On Twitter, under several different hashtags–such as #khaderanan, #respect4khaled, #hungerstrike, #freekhaderadnan and #dying2live–netizens have expressed their outrage at the injustice Palestinians suffer under Israeli apartheid. The Internet is also flooded with videos such as  “Solidarity, Dying to live,” where people from all over the world stand in solidarity with Adnan and demand his immediate release. 

Several netizens have referred to the fact that other imprisoned Palestinians have also started a hunger strike. Journalist Ahmed Shihab-Eldin tweeted:

@ASE:Palestinian inmates join #KhaderAdnan, who has gone w/out food or water to protest arbitrary detention…

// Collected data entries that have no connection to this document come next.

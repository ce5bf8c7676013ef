use chrono::{DateTime, Utc};
use serde::{Deserialize, Serialize};
use std::sync::{Mutex, MutexGuard, PoisonError};
use uuid::Uuid;

/// Outcome category of a processed entry
#[derive(Debug, Clone, Copy, PartialEq, Eq, Serialize, Deserialize)]
#[serde(rename_all = "kebab-case")]
pub enum NoteKind {
    Success,
    ValidationError,
    /// Subscriber created, but custom field or tag metadata was unavailable
    PartialError,
    RemoteError,
}

/// Severity understood by the entry notes sink
#[derive(Debug, Clone, Copy, PartialEq, Eq, Serialize, Deserialize)]
#[serde(rename_all = "lowercase")]
pub enum NoteSeverity {
    Success,
    Error,
}

impl NoteKind {
    pub fn severity(&self) -> NoteSeverity {
        match self {
            NoteKind::Success | NoteKind::PartialError => NoteSeverity::Success,
            NoteKind::ValidationError | NoteKind::RemoteError => NoteSeverity::Error,
        }
    }
}

/// Terminal record attached to a processed entry
#[derive(Debug, Clone, PartialEq, Serialize, Deserialize)]
pub struct OutcomeNote {
    pub id: Uuid,
    pub entry_id: u64,
    pub feed_id: u64,
    pub kind: NoteKind,
    pub message: String,
    pub timestamp: DateTime<Utc>,
}

impl OutcomeNote {
    pub fn new(entry_id: u64, feed_id: u64, kind: NoteKind, message: impl Into<String>) -> Self {
        Self {
            id: Uuid::now_v7(),
            entry_id,
            feed_id,
            kind,
            message: message.into(),
            timestamp: Utc::now(),
        }
    }

    pub fn severity(&self) -> NoteSeverity {
        self.kind.severity()
    }
}

/// Receives outcome notes keyed by entry id. Write-only and fire-and-forget.
pub trait NoteSink: Send + Sync {
    fn add_note(&self, note: &OutcomeNote);
}

/// Sink keeping notes in memory, in arrival order
#[derive(Debug, Default)]
pub struct MemoryNoteSink {
    notes: Mutex<Vec<OutcomeNote>>,
}

impl MemoryNoteSink {
    pub fn new() -> Self {
        Self::default()
    }

    pub fn notes(&self) -> Vec<OutcomeNote> {
        self.lock().clone()
    }

    pub fn notes_for(&self, entry_id: u64) -> Vec<OutcomeNote> {
        self.notes()
            .into_iter()
            .filter(|note| note.entry_id == entry_id)
            .collect()
    }

    // Poisoning never drops notes
    fn lock(&self) -> MutexGuard<'_, Vec<OutcomeNote>> {
        self.notes.lock().unwrap_or_else(PoisonError::into_inner)
    }
}

impl NoteSink for MemoryNoteSink {
    fn add_note(&self, note: &OutcomeNote) {
        self.lock().push(note.clone());
    }
}

/// Signalled after a subscriber was created, for the review-prompt feature
pub trait ReviewRequest: Send + Sync {
    fn request_review(&self);
}

/// Review hook that does nothing
#[derive(Debug, Default, Clone, Copy)]
pub struct NoReviewRequest;

impl ReviewRequest for NoReviewRequest {
    fn request_review(&self) {}
}

#[cfg(test)]
mod tests {
    use super::*;
    use std::sync::Arc;

    #[test]
    fn test_severity() {
        assert_eq!(NoteKind::Success.severity(), NoteSeverity::Success);
        assert_eq!(NoteKind::PartialError.severity(), NoteSeverity::Success);
        assert_eq!(NoteKind::ValidationError.severity(), NoteSeverity::Error);
        assert_eq!(NoteKind::RemoteError.severity(), NoteSeverity::Error);
    }

    #[test]
    fn test_memory_sink() {
        let sink = MemoryNoteSink::new();
        sink.add_note(&OutcomeNote::new(1, 9, NoteKind::Success, "ok"));
        sink.add_note(&OutcomeNote::new(2, 9, NoteKind::RemoteError, "failed"));

        assert_eq!(sink.notes().len(), 2);
        let notes = sink.notes_for(2);
        assert_eq!(notes.len(), 1);
        assert_eq!(notes[0].message, "failed");
    }

    #[test]
    fn test_memory_sink_survives_poisoned_lock() {
        let sink = Arc::new(MemoryNoteSink::new());
        sink.add_note(&OutcomeNote::new(1, 9, NoteKind::Success, "before"));

        let poisoner = Arc::clone(&sink);
        let result = std::thread::spawn(move || {
            let _guard = poisoner.notes.lock().unwrap();
            panic!("poison the lock");
        })
        .join();
        assert!(result.is_err());
        assert!(sink.notes.is_poisoned());

        sink.add_note(&OutcomeNote::new(2, 9, NoteKind::RemoteError, "after"));

        let messages: Vec<String> = sink.notes().into_iter().map(|n| n.message).collect();
        assert_eq!(messages, vec!["before", "after"]);
    }

    #[test]
    fn test_kind_serialization() {
        let json = serde_json::to_string(&NoteKind::ValidationError).unwrap();
        assert_eq!(json, "\"validation-error\"");
    }
}
//! Capability seams for the transform workflow
//!
//! The workflow controller drives three external capabilities: a display
//! surface, the remote transform transport, and a local download sink.
//! Each is a trait so tests can substitute fakes for the real terminal,
//! webhook, and disk implementations.

mod download;
mod surface;
mod transport;

pub use download::DownloadSink;
pub use surface::Surface;
pub use transport::{SubmitOutcome, Transport};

Gaza TV News brings attention to the messages of support Adnan has received:

Khader Adnan receives message of support from former Hunger Striker Tommy McKearney! #dyingtolive

Netizens are also using attention brought to Khader Adnan’s critical condition to share other cases of human rights abuses by the Israeli forces. Palestinian activist Maat Musleh highlights:

#IOF snipers just target another child after hitting a child in the eye, both are rushed to the hospital #FreeKhaderAdnan

While solidarity from citizens all over the world increases, political representatives such as British Foreign Minister William Hague remain silent as the longest hunger striking Palestinian prisoner in history enters his 60th day on strike.  As Ali Abunimah tweeted:

Sarkozy, Ban Ki-moon & others met with family of Israeli ex-POW but ignore #KhaderAdnan & other Palestinian prisoners.